Reputation is the main driver of your theatre’s long-term success. It impacts not only whether patrons decide to see additional shows in the future, but it also the degree to which professional staff decide to work at your theatre, performers choose to perform there and the community decides to provide donations. Managing the reputation impact of each event is a critical component of theatre management.
When you produce a show, it will have a neutral, positive or negative impact on your organization’s overall reputation – depending on the quality of the show and the overall customer experience.
The quality of the show will have the biggest impact your organization’s reputation. Producing a quality show is an obvious objective of theatre management, but it is interesting to see how many theatres fall short of quality through mistakes like including too many performers in the production, taking on too ambitious a production, or over-emphasizing sets and costumes to the detriment of basic acting and performing skills.
An emerging best practice in theatre management is to measure the quality of the event to the extent possible. Of course, speaking with audience members after the event is very useful. So is providing a short survey that they can fill out on their way out. The survey should be only three or four questions with an opportunity to add additional information should they wish.
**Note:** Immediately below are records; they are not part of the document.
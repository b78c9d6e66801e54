//! SMTP delivery over implicit TLS.

use std::time::Duration;

use async_trait::async_trait;
use lettre::message::header::ContentType;
use lettre::message::Mailbox;
use lettre::transport::smtp::authentication::Credentials;
use lettre::{AsyncSmtpTransport, AsyncTransport, Message, Tokio1Executor};
use secrecy::{ExposeSecret, SecretString};
use tracing::{Instrument, Span};

use relay_common::config::SmtpSettings;

use crate::{Notifier, NotifyError};

pub struct SmtpNotifier {
    host: String,
    port: u16,
    sender: String,
    password: SecretString,
    timeout: Duration,
    span: Span,
}

impl SmtpNotifier {
    pub fn new(settings: &SmtpSettings) -> Self {
        Self {
            host: settings.host.clone(),
            port: settings.port,
            sender: settings.sender.clone(),
            password: settings.password.clone(),
            timeout: settings.timeout,
            span: tracing::info_span!("notifier", transport = "smtp"),
        }
    }

    pub fn with_span(mut self, span: Span) -> Self {
        self.span = span;
        self
    }

    /// Sender identity and credential must both be present before any
    /// connection is attempted.
    fn credentials(&self) -> Result<Credentials, NotifyError> {
        if self.sender.trim().is_empty() {
            return Err(NotifyError::Config("sender identity is not set".to_string()));
        }
        if self.password.expose_secret().is_empty() {
            return Err(NotifyError::Config("sender credential is not set".to_string()));
        }
        Ok(Credentials::new(
            self.sender.clone(),
            self.password.expose_secret().to_string(),
        ))
    }

    fn build_message(&self, to: &str, subject: &str, body: &str) -> Result<Message, String> {
        if subject.trim().is_empty() {
            return Err("email subject is empty".to_string());
        }
        if body.trim().is_empty() {
            return Err("email body is empty".to_string());
        }

        let from: Mailbox = self
            .sender
            .parse()
            .map_err(|e| format!("invalid sender address: {e}"))?;
        let to: Mailbox = to
            .parse()
            .map_err(|e| format!("invalid recipient address: {e}"))?;

        Message::builder()
            .from(from)
            .to(to)
            .subject(subject)
            .header(ContentType::TEXT_PLAIN)
            .body(body.to_string())
            .map_err(|e| format!("failed to build email: {e}"))
    }

    async fn deliver(&self, credentials: Credentials, message: Message) -> Result<(), String> {
        let transport = AsyncSmtpTransport::<Tokio1Executor>::relay(&self.host)
            .map_err(|e| format!("SMTP relay error: {e}"))?
            .port(self.port)
            .credentials(credentials)
            .timeout(Some(self.timeout))
            .build();

        transport
            .send(message)
            .await
            .map_err(|e| format!("SMTP send failed: {e}"))?;
        Ok(())
    }
}

#[async_trait]
impl Notifier for SmtpNotifier {
    async fn send(&self, to: &str, subject: &str, body: &str) -> Result<(), NotifyError> {
        let credentials = self.credentials()?;

        async {
            let result = match self.build_message(to, subject, body) {
                Ok(message) => self.deliver(credentials, message).await,
                Err(e) => Err(e),
            };

            match result {
                Ok(()) => tracing::info!(to, "Email sent"),
                Err(reason) => tracing::error!(
                    to,
                    host = %self.host,
                    port = self.port,
                    reason = %reason,
                    "Failed to send email"
                ),
            }
        }
        .instrument(self.span.clone())
        .await;

        Ok(())
    }
}

#[cfg(test)]
mod tests {
    use super::*;

    fn settings(sender: &str, password: &str) -> SmtpSettings {
        SmtpSettings {
            host: "127.0.0.1".to_string(),
            port: 1,
            sender: sender.to_string(),
            password: SecretString::from(password.to_string()),
            timeout: Duration::from_secs(2),
        }
    }

    #[test]
    fn test_build_message_plain_text() {
        let notifier = SmtpNotifier::new(&settings("relay@example.com", "pw"));
        let message = notifier
            .build_message("user@example.com", "Incident report", "hello")
            .unwrap();

        let raw = String::from_utf8(message.formatted()).unwrap();
        assert!(raw.contains("From: relay@example.com"));
        assert!(raw.contains("To: user@example.com"));
        assert!(raw.contains("Subject: Incident report"));
        assert!(raw.contains("Content-Type: text/plain"));
        assert!(raw.contains("hello"));
    }

    #[test]
    fn test_build_message_rejects_bad_recipient() {
        let notifier = SmtpNotifier::new(&settings("relay@example.com", "pw"));
        let err = notifier
            .build_message("not an address", "s", "b")
            .unwrap_err();
        assert!(err.contains("invalid recipient address"));
    }

    #[test]
    fn test_build_message_rejects_blank_subject_or_body() {
        let notifier = SmtpNotifier::new(&settings("relay@example.com", "pw"));

        let err = notifier.build_message("user@example.com", "  ", "hello").unwrap_err();
        assert!(err.contains("subject"));
        let err = notifier.build_message("user@example.com", "s", "").unwrap_err();
        assert!(err.contains("body"));
    }

    #[tokio::test]
    async fn test_blank_subject_is_absorbed() {
        let notifier = SmtpNotifier::new(&settings("relay@example.com", "pw"));
        let result = notifier.send("user@example.com", "", "b").await;
        assert!(result.is_ok());
    }

    #[tokio::test]
    async fn test_missing_sender_is_config_error() {
        let notifier = SmtpNotifier::new(&settings("", "pw"));
        let result = notifier.send("user@example.com", "s", "b").await;
        assert!(matches!(result, Err(NotifyError::Config(_))));
    }

    #[tokio::test]
    async fn test_missing_password_is_config_error() {
        let notifier = SmtpNotifier::new(&settings("relay@example.com", ""));
        let result = notifier.send("user@example.com", "s", "b").await;
        assert!(matches!(result, Err(NotifyError::Config(_))));
    }

    #[tokio::test]
    async fn test_transport_failure_is_absorbed() {
        let _ = rustls::crypto::ring::default_provider().install_default();

        // Nothing listens on port 1; the connection is refused and only logged.
        let notifier = SmtpNotifier::new(&settings("relay@example.com", "pw"));
        let result = notifier.send("user@example.com", "s", "b").await;
        assert!(result.is_ok());
    }

    #[tokio::test]
    async fn test_bad_recipient_is_absorbed() {
        let notifier = SmtpNotifier::new(&settings("relay@example.com", "pw"));
        let result = notifier.send("not an address", "s", "b").await;
        assert!(result.is_ok());
    }
}
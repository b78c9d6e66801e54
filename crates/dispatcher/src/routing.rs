//! Typed extraction of routing metadata from message attributes.
//!
//! Producers route a message with three string attributes:
//! - `event`: must be `incident` or `incidents` (case-insensitive)
//! - `url_origin`: absolute `http(s)` URL, or a path under the incident API base
//! - `method`: `post`, `put` or `delete` (case-insensitive)
//!
//! Anything else yields a [`SkipReason`], never a panic.

use std::collections::HashMap;

use relay_common::types::{HttpMethod, MessageAttribute, RoutingDecision, SkipReason};
use url::{ParseError, Url};

pub const EVENT_ATTRIBUTE: &str = "event";
pub const URL_ATTRIBUTE: &str = "url_origin";
pub const METHOD_ATTRIBUTE: &str = "method";

const RECOGNIZED_EVENTS: [&str; 2] = ["incident", "incidents"];
const WEB_SCHEMES: [&str; 2] = ["http", "https"];

pub fn extract_routing(
    attributes: Option<&HashMap<String, MessageAttribute>>,
    base_url: &str,
) -> Result<RoutingDecision, SkipReason> {
    let attributes = attributes.ok_or(SkipReason::MissingAttributes)?;

    let event = string_attribute(attributes, EVENT_ATTRIBUTE).to_lowercase();
    if !RECOGNIZED_EVENTS.contains(&event.as_str()) {
        return Err(SkipReason::UnhandledEvent(event));
    }

    let url = resolve_url(string_attribute(attributes, URL_ATTRIBUTE), base_url)
        .ok_or(SkipReason::MissingUrl)?;

    let raw_method = string_attribute(attributes, METHOD_ATTRIBUTE);
    let method = HttpMethod::parse(raw_method)
        .ok_or_else(|| SkipReason::UnhandledMethod(raw_method.to_lowercase()))?;

    Ok(RoutingDecision { event, url, method })
}

/// Resolve `url_origin` against the incident API base.
///
/// Absolute URLs must be `http(s)://` with a host. Relative references are
/// paths under `base_url` and must stay on its origin. Blank or anything else
/// resolves to nothing.
pub fn resolve_url(url_origin: &str, base_url: &str) -> Option<String> {
    let origin = url_origin.trim();
    if origin.is_empty() {
        return None;
    }

    match Url::parse(origin) {
        Ok(url) => {
            // `https:/host` parses leniently; require the authority marker as written.
            let has_authority = origin
                .get(url.scheme().len()..)
                .is_some_and(|rest| rest.starts_with("://"));
            (WEB_SCHEMES.contains(&url.scheme()) && has_authority).then(|| url.to_string())
        }
        Err(ParseError::RelativeUrlWithoutBase) => {
            // Scheme-relative: names another host
            if origin.starts_with("//") {
                return None;
            }
            let base = base_directory(base_url)?;
            let url = base.join(origin.trim_start_matches('/')).ok()?;
            (url.origin() == base.origin()).then(|| url.to_string())
        }
        Err(_) => None,
    }
}

/// The base URL with a trailing slash, so joins land under its path.
fn base_directory(base_url: &str) -> Option<Url> {
    let mut base = Url::parse(base_url.trim()).ok()?;
    if !WEB_SCHEMES.contains(&base.scheme()) {
        return None;
    }
    if !base.path().ends_with('/') {
        let path = format!("{}/", base.path());
        base.set_path(&path);
    }
    Some(base)
}

fn string_attribute<'a>(attributes: &'a HashMap<String, MessageAttribute>, name: &str) -> &'a str {
    attributes
        .get(name)
        .and_then(|attr| attr.string_value.as_deref())
        .map(str::trim)
        .unwrap_or("")
}
//! Action dispatcher — turns one queue message into zero or one incident API call.

use std::collections::HashMap;

use reqwest::Client;
use reqwest::header::CONTENT_TYPE;
use serde_json::Value;
use tracing::{Instrument, Span};

use relay_common::config::DispatchSettings;
use relay_common::types::{
    ForwardResult, HttpMethod, MessageAttribute, RoutingDecision, SkipReason,
};

use crate::error::DispatchError;
use crate::routing::extract_routing;

/// What the dispatcher did with a message.
#[derive(Debug)]
pub enum Dispatch {
    /// Not actionable; no call was made.
    Skipped(SkipReason),
    /// Exactly one call was made. `payload` is the parsed request body.
    Forwarded {
        decision: RoutingDecision,
        payload: Value,
        result: ForwardResult,
    },
}

pub struct ActionDispatcher {
    client: Client,
    base_url: String,
    span: Span,
}

impl ActionDispatcher {
    pub fn new(settings: &DispatchSettings) -> Result<Self, DispatchError> {
        let client = Client::builder().timeout(settings.http_timeout).build()?;
        Ok(Self::with_client(client, settings.url_base_incidents.clone()))
    }

    pub fn with_client(client: Client, base_url: String) -> Self {
        Self {
            client,
            base_url,
            span: tracing::info_span!("dispatcher"),
        }
    }

    pub fn with_span(mut self, span: Span) -> Self {
        self.span = span;
        self
    }

    /// Route and forward one message.
    ///
    /// Routing problems are returned as [`Dispatch::Skipped`]. A malformed body
    /// or a failed HTTP exchange is an error; in both cases at most one request
    /// has been attempted.
    pub async fn dispatch(
        &self,
        body: &str,
        attributes: Option<&HashMap<String, MessageAttribute>>,
    ) -> Result<Dispatch, DispatchError> {
        self.route_and_forward(body, attributes)
            .instrument(self.span.clone())
            .await
    }

    async fn route_and_forward(
        &self,
        body: &str,
        attributes: Option<&HashMap<String, MessageAttribute>>,
    ) -> Result<Dispatch, DispatchError> {
        tracing::debug!(body, ?attributes, "Processing message");

        let decision = match extract_routing(attributes, &self.base_url) {
            Ok(decision) => decision,
            Err(reason) => {
                match &reason {
                    SkipReason::UnhandledEvent(_) | SkipReason::UnhandledMethod(_) => {
                        tracing::warn!(reason = %reason, "Skipping message")
                    }
                    _ => tracing::error!(reason = %reason, "Skipping message"),
                }
                return Ok(Dispatch::Skipped(reason));
            }
        };

        let payload: Value = serde_json::from_str(body)?;
        let result = self.forward(&decision, body).await?;

        tracing::info!(
            method = %decision.method,
            url = %decision.url,
            status = result.status_code,
            response = %result.body_text,
            "Incident API responded"
        );

        Ok(Dispatch::Forwarded {
            decision,
            payload,
            result,
        })
    }

    /// Send the body verbatim; it has already been validated as JSON.
    async fn forward(
        &self,
        decision: &RoutingDecision,
        body: &str,
    ) -> Result<ForwardResult, reqwest::Error> {
        let request = match decision.method {
            HttpMethod::Post => self.client.post(&decision.url),
            HttpMethod::Put => self.client.put(&decision.url),
            HttpMethod::Delete => self.client.delete(&decision.url),
        };

        let response = request
            .header(CONTENT_TYPE, "application/json")
            .body(body.to_string())
            .send()
            .await?;

        let status_code = response.status().as_u16();
        let body_text = response.text().await?;
        Ok(ForwardResult::new(status_code, body_text))
    }
}
use std::collections::HashMap;

/// Placeholder for any field missing from a JSON body. A recipient equal to
/// this value suppresses the notification.
pub const NOT_AVAILABLE: &str = "N/A";

/// Typed value record carried alongside a queue message.
#[derive(Debug, Clone, PartialEq, Eq)]
pub struct MessageAttribute {
    pub data_type: String,
    pub string_value: Option<String>,
}

impl MessageAttribute {
    pub fn string(value: impl Into<String>) -> Self {
        Self {
            data_type: "String".to_string(),
            string_value: Some(value.into()),
        }
    }
}

/// A message received from the queue, owned by the consumer for one cycle.
#[derive(Debug, Clone, PartialEq, Eq)]
pub struct QueueMessage {
    pub message_id: Option<String>,
    /// Raw body, expected to be a JSON-encoded object
    pub body: String,
    /// `None` when the producer attached no attributes at all
    pub attributes: Option<HashMap<String, MessageAttribute>>,
    /// Opaque token required to delete the message
    pub receipt_handle: String,
}

/// HTTP verbs the incident API accepts.
#[derive(Debug, Clone, Copy, PartialEq, Eq)]
pub enum HttpMethod {
    Post,
    Put,
    Delete,
}

impl HttpMethod {
    /// Case-insensitive parse; `None` for any unsupported verb.
    pub fn parse(value: &str) -> Option<Self> {
        match value.trim().to_lowercase().as_str() {
            "post" => Some(HttpMethod::Post),
            "put" => Some(HttpMethod::Put),
            "delete" => Some(HttpMethod::Delete),
            _ => None,
        }
    }
}

impl std::fmt::Display for HttpMethod {
    fn fmt(&self, f: &mut std::fmt::Formatter<'_>) -> std::fmt::Result {
        match self {
            HttpMethod::Post => write!(f, "post"),
            HttpMethod::Put => write!(f, "put"),
            HttpMethod::Delete => write!(f, "delete"),
        }
    }
}

/// Validated routing metadata for one message. Derived, never stored.
#[derive(Debug, Clone, PartialEq, Eq)]
pub struct RoutingDecision {
    /// Lowercased event token (`incident` or `incidents`)
    pub event: String,
    pub url: String,
    pub method: HttpMethod,
}

/// Why a message was not actionable.
#[derive(Debug, Clone, PartialEq, Eq)]
pub enum SkipReason {
    MissingAttributes,
    UnhandledEvent(String),
    MissingUrl,
    UnhandledMethod(String),
}

impl std::fmt::Display for SkipReason {
    fn fmt(&self, f: &mut std::fmt::Formatter<'_>) -> std::fmt::Result {
        match self {
            SkipReason::MissingAttributes => write!(f, "message has no attributes"),
            SkipReason::UnhandledEvent(event) => write!(f, "unhandled event type: {:?}", event),
            SkipReason::MissingUrl => write!(f, "url was not defined"),
            SkipReason::UnhandledMethod(method) => write!(f, "unhandled method: {:?}", method),
        }
    }
}

/// Response from the incident API.
#[derive(Debug, Clone, PartialEq)]
pub struct ForwardResult {
    pub status_code: u16,
    pub body_text: String,
    /// Present only when the body parsed as JSON
    pub parsed_body: Option<serde_json::Value>,
}

impl ForwardResult {
    pub fn new(status_code: u16, body_text: String) -> Self {
        let parsed_body = serde_json::from_str(&body_text).ok();
        Self {
            status_code,
            body_text,
            parsed_body,
        }
    }
}

/// A notification the outcome step decided to send.
#[derive(Debug, Clone, PartialEq, Eq)]
pub struct NotificationIntent {
    /// `None` suppresses sending
    pub recipient: Option<String>,
    pub subject: String,
    pub body: String,
}

#[cfg(test)]
mod tests {
    use super::*;

    #[test]
    fn test_http_method_parse_case_insensitive() {
        assert_eq!(HttpMethod::parse("POST"), Some(HttpMethod::Post));
        assert_eq!(HttpMethod::parse(" Put "), Some(HttpMethod::Put));
        assert_eq!(HttpMethod::parse("delete"), Some(HttpMethod::Delete));
        assert_eq!(HttpMethod::parse("patch"), None);
        assert_eq!(HttpMethod::parse(""), None);
    }

    #[test]
    fn test_forward_result_parses_json_opportunistically() {
        let ok = ForwardResult::new(201, r#"{"id":"42"}"#.to_string());
        assert_eq!(ok.parsed_body, Some(serde_json::json!({"id": "42"})));

        let html = ForwardResult::new(502, "<html>bad gateway</html>".to_string());
        assert!(html.parsed_body.is_none());
        assert_eq!(html.body_text, "<html>bad gateway</html>");
    }

    #[test]
    fn test_skip_reason_display() {
        assert_eq!(
            SkipReason::UnhandledEvent("deploy".into()).to_string(),
            "unhandled event type: \"deploy\""
        );
        assert_eq!(SkipReason::MissingUrl.to_string(), "url was not defined");
    }
}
Customer experience starts from the time the ticket buyer is considering attending an event through to purchasing tickets, to finding the venue, finding their seats, enjoying the event and any follow-up after the event. The entire experience needs to be easy, pleasant and rewarding. Improving the experience is a matter of asking the following questions:
Are we making it easy for potential ticket buyers to find out about the event?
Is it easy for them to understand the alternative dates and times of the show?
Once the ticket buyer has selected their desired event and date and time, is it easy for them to see what seats are available for them to purchase?
Does our box office software make ticket purchasing process fun, clear and error-free?
Is the actual ticket an attractive representation of our brand?
Have we made it easy to find the venue with maps or directions?
Once at the venue, what is the entire experience for walking into the lobby, seeing where any concessions or facilities are and finding one’s seat?
Are we thanking and recognizing people who provide a donation when they purchase a ticket?
Reputation is what drives the long-term value of your theater. Managing the impact on your theater’s reputation from each event is an important part of theatre management.